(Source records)
//! MIP model translation and solving
//!
//! Turns a solver-agnostic `MipSpec` into a good_lp problem, solves it with
//! HiGHS and reads the assignment back in variable declaration order.

use std::time::Instant;

use anyhow::Result;
use good_lp::{
    constraint, default_solver, variable, Expression, ProblemVariables, ResolutionError, Solution,
    SolutionStatus, SolverModel, Variable,
};
use log::{debug, info, warn};

use super::problem::{Domain, MipSpec, ObjectiveSense, Sense};
use super::{SolveOutcome, SolveStatus, SolverConfig, SolverResult};

/// Integral values within this distance of an integer are snapped to it
const INTEGRALITY_SNAP: f64 = 1e-6;

/// Solve `spec` with HiGHS
///
/// # Arguments
/// * `spec` - The formulation to solve
/// * `config` - Solver configuration (time limit, gap tolerance, seed, threads)
///
/// # Returns
/// The solver outcome. Infeasible, unbounded and failed solves are reported
/// as outcomes rather than errors.
pub fn solve_formulation(spec: &MipSpec, config: &SolverConfig) -> Result<SolveOutcome> {
    let start_time = Instant::now();
    info!(
        "solving '{}' with HiGHS: {} variables, {} constraints",
        spec.name,
        spec.num_variables(),
        spec.num_constraints()
    );

    let mut vars = ProblemVariables::new();
    let columns: Vec<Variable> = spec
        .variables
        .iter()
        .map(|v| {
            let mut def = variable().name(v.name.clone());
            def = match v.domain {
                Domain::Binary => def.binary(),
                Domain::Integer => def.integer(),
                Domain::Continuous => def,
            };
            if v.lower.is_finite() {
                def = def.min(v.lower);
            }
            if v.upper.is_finite() {
                def = def.max(v.upper);
            }
            vars.add(def)
        })
        .collect();

    let objective = linear_expression(&spec.objective.terms, &columns);
    let mut problem = match spec.objective.sense {
        ObjectiveSense::Minimize => vars.minimise(objective),
        ObjectiveSense::Maximize => vars.maximise(objective),
    }
    .using(default_solver);

    if let Some(seconds) = config.timeout_seconds {
        problem = problem.set_option("time_limit", seconds as f64);
    }
    problem = problem
        .set_option("mip_rel_gap", config.gap_tolerance)
        .set_option("random_seed", config.random_seed)
        .set_option("threads", config.threads);

    for row in &spec.constraints {
        let lhs = linear_expression(&row.terms, &columns);
        problem = match row.sense {
            Sense::Le => problem.with(constraint!(lhs <= row.rhs)),
            Sense::Ge => problem.with(constraint!(lhs >= row.rhs)),
            Sense::Eq => problem.with(constraint!(lhs == row.rhs)),
        };
    }

    let solution = match problem.solve() {
        Ok(solution) => solution,
        Err(ResolutionError::Infeasible) => {
            warn!("HiGHS reports the formulation is infeasible");
            return Ok(SolveOutcome::Infeasible);
        }
        Err(ResolutionError::Unbounded) => {
            warn!("HiGHS reports the formulation is unbounded");
            return Ok(SolveOutcome::Unbounded);
        }
        Err(e) => {
            warn!("HiGHS returned no solution: {}", e);
            return Ok(SolveOutcome::NoSolution(e.to_string()));
        }
    };

    let status = solve_status(solution.status());
    if status != SolveStatus::Optimal {
        warn!("HiGHS stopped early ({}), the incumbent may not be optimal", status.as_str());
    }

    let values: Vec<f64> = spec
        .variables
        .iter()
        .zip(&columns)
        .map(|(v, &col)| {
            let value = solution.value(col);
            if v.domain.is_integral() {
                snap_integral(value)
            } else {
                value
            }
        })
        .collect();

    let objective_value = spec.objective_value(&values);
    let solve_time_ms = start_time.elapsed().as_millis() as u64;
    debug!(
        "objective value {} found in {} ms",
        objective_value, solve_time_ms
    );

    Ok(SolveOutcome::Solved(SolverResult {
        status,
        values,
        objective_value,
        solve_time_ms,
    }))
}

fn solve_status(status: SolutionStatus) -> SolveStatus {
    match status {
        SolutionStatus::Optimal => SolveStatus::Optimal,
        SolutionStatus::TimeLimit => SolveStatus::TimeLimit,
        SolutionStatus::GapLimit => SolveStatus::GapLimit,
    }
}

fn linear_expression(terms: &[(usize, f64)], columns: &[Variable]) -> Expression {
    terms.iter().map(|&(k, coef)| coef * columns[k]).sum()
}

fn snap_integral(value: f64) -> f64 {
    let rounded = value.round();
    if (value - rounded).abs() <= INTEGRALITY_SNAP {
        rounded
    } else {
        value
    }
}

* **PROBLEM TO WORK ON**
Every line of the entries that includes "match" must be copied into the answer.

* **EXERCISE RESULT**
            def = match v.domain {
    let mut problem = match spec.objective.sense {
        problem = match row.sense {
    let solution = match problem.solve() {
    match status {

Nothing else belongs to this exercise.